If a unit is specified, return the value with unit, in the normally expected format.
Do not return extra text or formatting including unnecesary quotes around strings.
Do not append or prepend any newlines.
<fhir-resource>
{{resource}}
</fhir-resource>
<question>
{{question}}
</question>
Results Summary
Complete Results (Pass@1)
Pass@1 accuracy for every evaluated model & prompt combination.

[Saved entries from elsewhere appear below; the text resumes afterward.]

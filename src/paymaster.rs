use crate::bundler::rpc_call;
use crate::encoding::{self, parse_bytes, parse_u128_quantity, user_op_to_json};
use crate::types::UnpackedUserOperation;
use anyhow::{anyhow, Context, Result};
use async_trait::async_trait;
use ethers::types::{Address, Bytes, U256};
use serde_json::Value;
use std::str::FromStr;

/// ERC-7677 paymaster web service (EntryPoint v0.7 fields).
#[async_trait]
pub trait PaymasterApi: Send + Sync {
    /// Placeholder sponsorship used while estimating gas.
    async fn get_paymaster_stub_data(
        &self,
        op: &UnpackedUserOperation,
        entry_point: Address,
        chain_id: u64,
    ) -> Result<PaymasterResponse>;

    /// Final sponsorship for an operation whose gas limits are settled.
    async fn get_paymaster_data(
        &self,
        op: &UnpackedUserOperation,
        entry_point: Address,
        chain_id: u64,
    ) -> Result<PaymasterResponse>;
}

#[derive(Clone, Debug, Default, PartialEq, Eq)]
pub struct PaymasterResponse {
    pub paymaster: Address,
    pub paymaster_data: Bytes,
    pub verification_gas_limit: Option<u128>,
    pub post_op_gas_limit: Option<u128>,
    /// Stub data that is already final; `pm_getPaymasterData` can be skipped.
    pub is_final: bool,
}

#[derive(Debug, Clone)]
pub struct PaymasterClient {
    url: String,
    context: Value,
    http: reqwest::Client,
}

impl PaymasterClient {
    /// `context` is forwarded verbatim (for example a sponsorship policy id).
    pub fn new(url: String, context: Option<Value>) -> Self {
        Self {
            url,
            context: context.unwrap_or_else(|| serde_json::json!({})),
            http: reqwest::Client::new(),
        }
    }

    async fn call(
        &self,
        method: &str,
        op: &UnpackedUserOperation,
        entry_point: Address,
        chain_id: u64,
    ) -> Result<PaymasterResponse> {
        let params = build_params(op, entry_point, chain_id, &self.context);
        let res = rpc_call(&self.http, &self.url, method, params)
            .await
            .with_context(|| format!("{method} RPC failed"))?;
        parse_v07_response(&res)
    }
}

#[async_trait]
impl PaymasterApi for PaymasterClient {
    async fn get_paymaster_stub_data(
        &self,
        op: &UnpackedUserOperation,
        entry_point: Address,
        chain_id: u64,
    ) -> Result<PaymasterResponse> {
        self.call("pm_getPaymasterStubData", op, entry_point, chain_id)
            .await
    }

    async fn get_paymaster_data(
        &self,
        op: &UnpackedUserOperation,
        entry_point: Address,
        chain_id: u64,
    ) -> Result<PaymasterResponse> {
        self.call("pm_getPaymasterData", op, entry_point, chain_id)
            .await
    }
}

fn build_params(
    op: &UnpackedUserOperation,
    entry_point: Address,
    chain_id: u64,
    context: &Value,
) -> Value {
    serde_json::json!([
        user_op_to_json(op),
        encoding::fmt_address(entry_point),
        encoding::fmt_u256(U256::from(chain_id)),
        context
    ])
}

fn parse_v07_response(result: &Value) -> Result<PaymasterResponse> {
    // ERC-7677 puts the fields at the top level; some providers nest them per entry point.
    let fields = if result.get("paymaster").is_some() {
        result
    } else {
        result
            .get("entrypointV07Response")
            .or_else(|| result.get("entryPointV07Response"))
            .ok_or_else(|| {
                anyhow!(
                    "missing paymaster (expected top-level paymaster or entrypointV07Response.paymaster)"
                )
            })?
    };

    let paymaster = fields
        .get("paymaster")
        .and_then(|x| x.as_str())
        .ok_or_else(|| anyhow!("missing paymaster field"))?;
    let paymaster = Address::from_str(paymaster).context("invalid paymaster address")?;

    let paymaster_data = match fields.get("paymasterData").and_then(|x| x.as_str()) {
        Some(s) => parse_bytes(s).context("invalid hex in paymasterData")?,
        None => Bytes::new(),
    };

    Ok(PaymasterResponse {
        paymaster,
        paymaster_data,
        verification_gas_limit: optional_quantity(fields, "paymasterVerificationGasLimit")?,
        post_op_gas_limit: optional_quantity(fields, "paymasterPostOpGasLimit")?,
        is_final: result
            .get("isFinal")
            .and_then(|x| x.as_bool())
            .unwrap_or(false),
    })
}

fn optional_quantity(v: &Value, key: &str) -> Result<Option<u128>> {
    match v.get(key) {
        Some(Value::String(s)) => Ok(Some(
            parse_u128_quantity(s).with_context(|| format!("invalid {key}"))?,
        )),
        Some(Value::Number(n)) => Ok(n.as_u64().map(u128::from)),
        _ => Ok(None),
    }
}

Model | Prompt | Score | Accuracy | Pass | Fail | Latency (s) | Cost ($) |
---|---|---|---|---|---|---|---|
openai-o3-low | Specialist | 72.0/72 | 100.0% | 72 | 0 | 3.1 | 33.4209 |
anthropic-claude-3-5-sonnet-20241022 | Specialist | 71.0/72 | 98.6% | 71 | 1 | 2.7 | 2.8001 |
anthropic-claude-sonnet-4-20250514 | Specialist | 71.0/72 | 98.6% | 71 | 1 | 3.0 | 13.9308 |
openai-o3-high | Specialist | 70.0/72 | 97.2% | 70 | 2 | 5.1 | 33.9498 |
claude-3-5-haiku-20241022 | Specialist | 70.0/72 | 97.2% | 70 | 2 | 3.8 | 0.9340 |
anthropic-claude-opus-4-20250514 | Specialist | 69.0/72 | 95.8% | 69 | 3 | 4.5 | 69.6569 |
google-gemini-2.5-flash-preview-05-20 | Specialist | 69.0/72 | 95.8% | 69 | 3 | 2.9 | 0.6279 |
google-gemini-2.5-pro-preview-05-06 | Specialist | 69.0/72 | 95.8% | 69 | 3 | 12.0 | 10.9536 |
openai-gpt-4.1 | Specialist | 65.0/72 | 90.3% | 65 | 7 | 2.0 | 1.6637 |
openai-o3-high | Minimalist | 65.0/72 | 90.3% | 65 | 7 | 6.5 | 33.5414 |
google-gemini-2.0-flash | Minimalist | 65.0/72 | 90.3% | 65 | 7 | 0.8 | 0.3994 |
google-gemini-2.5-pro-preview-05-06 | Minimalist | 62.0/72 | 86.1% | 62 | 10 | 10.3 | 10.7403 |
google-gemini-2.0-flash | Specialist | 59.0/72 | 81.9% | 59 | 13 | 0.7 | 0.4028 |
openai-o3-low | Minimalist | 58.0/72 | 80.6% | 58 | 14 | 3.6 | 33.0866 |
google-gemini-2.5-flash-preview-05-20 | Minimalist | 56.0/72 | 77.8% | 56 | 16 | 3.7 | 0.6309 |
claude-3-5-haiku-20241022 | Minimalist | 53.0/72 | 73.6% | 53 | 19 | 3.9 | 0.9368 |
openai-gpt-3.5-turbo | Specialist | 53.0/82 | 64.6% | 53 | 19 | 0.5 | 0.0411 |
medgemma-27b-text-it | Specialist | 53.0/82 | 64.6% | 53 | 19 | 1.0 | 0.0000 |
ii-medical-8b | Specialist | 51.0/82 | 62.2% | 51 | 21 | 22.0 | 0.0000 |
medgemma-4b-it | Specialist | 50.0/82 | 61.0% | 50 | 22 | 1.6 | 0.0000 |
medgemma-4b-it | Minimalist | 44.0/82 | 53.7% | 44 | 28 | 1.8 | 0.0000 |
medgemma-27b-text-it | Minimalist | 42.0/82 | 51.2% | 42 | 30 | 3.6 | 0.0000 |
anthropic-claude-3-5-sonnet-20241022 | Minimalist | 27.0/72 | 37.5% | 27 | 45 | 3.3 | 2.8118 |
openai-gpt-4.1 | Minimalist | 26.0/72 | 36.1% | 26 | 46 | 3.7 | 1.7046 |
anthropic-claude-sonnet-4-20250514 | Minimalist | 26.0/72 | 36.1% | 26 | 46 | 4.4 | 13.8970 |
anthropic-claude-opus-4-20250514 | Minimalist | 26.0/72 | 36.1% | 26 | 46 | 6.5 | 69.4046 |
openai-gpt-3.5-turbo | Minimalist | 21.0/82 | 25.6% | 21 | 51 | 0.6 | 0.0388 |
ii-medical-8b | Minimalist | 20.0/82 | 24.4% | 20 | 52 | 23.0 | 0.0000 |
Generation Benchmark
In the generation benchmark, an LLM is given an unstructured clinical note and must generate a valid FHIR resource. The benchmark evaluates the model's ability to structure clinical data into standardized FHIR format.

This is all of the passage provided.